Even if you rented an apartment in college, doing so in the real world is vastly different. Take it from me: I lived in three different apartments in my college town and have lived in one in the big city.
I made every mistake in the book– signing too quickly, paying too much, not checking the place for basic amenities– and I’m here to help make sure you’re … well, smarter than me.
Many of us young folks have two primary financial goals in our 20s: get out of debt and start saving. That means that finding a good first apartment you can afford is crucial, which can seem a bit like a catch-22. It’s totally possible to find a place you’re in love with that fits your current lifestyle, though. Here’s what I’ve learned in the past year:
Stick to Your Budget
Most people have a general idea of how much rent costs in an area and which side of that range they’re willing to pay. While that’s not a poor strategy, it can still end with a much higher monthly invoice than you can viably afford.
Calculating a specific budget that fits your salary, student loans, car payments, and other monthly expenses might be the single most important tip I can give you. Experts recommend paying somewhere between 25% and 30% of your take-home pay in rent.

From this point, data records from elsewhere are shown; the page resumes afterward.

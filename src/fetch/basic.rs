use super::client::HttpClient;
use async_trait::async_trait;
use std::time::Duration;

pub struct BasicClient(reqwest::Client);

impl BasicClient {
    pub fn new() -> Self {
        Self(reqwest::Client::new())
    }

    /// Client with request and connect timeouts. Timeout policy lives here,
    /// not in the scoring core.
    pub fn with_timeout(timeout: Duration) -> anyhow::Result<Self> {
        let inner = reqwest::Client::builder()
            .timeout(timeout)
            .connect_timeout(Duration::from_secs(10).min(timeout))
            .build()?;
        Ok(Self(inner))
    }
}

impl Default for BasicClient {
    fn default() -> Self {
        Self::new()
    }
}

#[async_trait]
impl HttpClient for BasicClient {
    async fn execute(&self, req: reqwest::Request) -> reqwest::Result<reqwest::Response> {
        self.0.execute(req).await
    }
}
//! [`HttpClient`](super::HttpClient) wrappers that attach credentials.

mod api_key;
mod url_param;

pub use api_key::ApiKey;
pub use url_param::UrlParam;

If you’re new to the adult-job world, take-home pay is simply what your monthly income looks like after health insurance and taxes. For most new renters who are in entry level positions, the amount of rent you can afford might be shockingly low. I know it was for me! That’s OK.
There’s plenty you can do, from finding roommates to seeking assistance from a third party. You’d be surprised by how many nice places you can find within your price range if you really hunt them down.
Ask About Utilities
The price tag on that apartment may not be entirely accurate. Some buildings include utilities, such as heating, water, and electricity costs into your monthly bill, while some leave them for you to handle on your own.
When you add them all up, utilities are a huge expense– sometimes amounting to more than $200 per month. That makes a pretty hefty difference in your monthly budget, so make sure you know what’s up before you sign your lease.
This is especially important if you live in cold areas, where you use so much heat that your monthly bill will leave you wondering if your radiator runs on diamonds.
Double-Check Health and Safety Features
There are things about a home you’ll never even think of until you don’t have them. My current apartment is a very cute but very old building that doesn’t have any ventilation. This means that I have to have the windows open when I cook or shower, no matter what– end of story.
Had I thought to look for good ventilation, I would have chosen to live elsewhere (mold is gross, people). Other things to look for: range hoods or fans over your stovetop, fire exits, insulated walls, evenly dispersed radiators or heating vents, and an oven (no, really– some apartments don’t come with ovens).
They might seem trivial, but first and foremost, an apartment should meet adequate health and safety codes for you to live there.
Look For Laundry
Another amenity many buildings don’t come with: laundry machines. Once you’ve established where (and if) there is laundry on the premises, there are a few questions you should ask.
Is laundry free? If they cost money, are they coin operated or can you use a preloaded card? Last, but not certainly not least, is the laundry area safe and secure?
Think About Your Furry Friends
Do you have any pets or want them in the near future? Double-check your lease for pet regulations. Slipping a pet in under your landlord’s nose is never a good– he or she will find out and fine you.
Many apartments are pet friendly, so if you tour one that’s not, don’t sweat it– you’ll find one eventually!
Factor in Your Commute
You’ve likely already done your research on neighborhoods, but there’s something else you should consider when choosing a location: proximity to work. Anything longer than an hour (after factoring in traffic and train schedules) can get really draining. If you can keep your commute somewhere around 30 or 45 minutes, you’ll be much happier in the long run.
Ask About Air Conditioning
“Oh, it won’t be that bad to just use a fan,” I said. “I’ll just leave the windows open,” I said. I lived in one apartment without an air conditioner, melted into a puddle and vowed to never again make the same mistake.
I cannot stress this enough, my friends. Make sure you have cold air flow in your apartment. Do it for me.
Check For Preexisting Problems
Before filling out your application, check out every nook and cranny of your apartment for problems. Holes in the baseboards can mean bugs and mice, while cracks in the window will render your apartment relatively uninsulated. Make sure all the burners on the stove are working and that there are no water stains (indicating past leaks) on the ceiling.
Take Deep Breaths
When you’re moving to a new, exciting city, it’s easy to jump the gun and sign up for the first thing that seems like it will work. Apartments go fast in popular areas, after all! It’s important to remember that you really have to live here, though.
Going through all these steps may seem tedious, but they help make sure that your first year out on your own is comfortable and fun.
Getting started in a new city is already difficult– finding yourself struggling to pay rent and battling mold (true story), makes it even harder. Be patient while you’re on the hunt for you first apartment– you’ll be glad you were!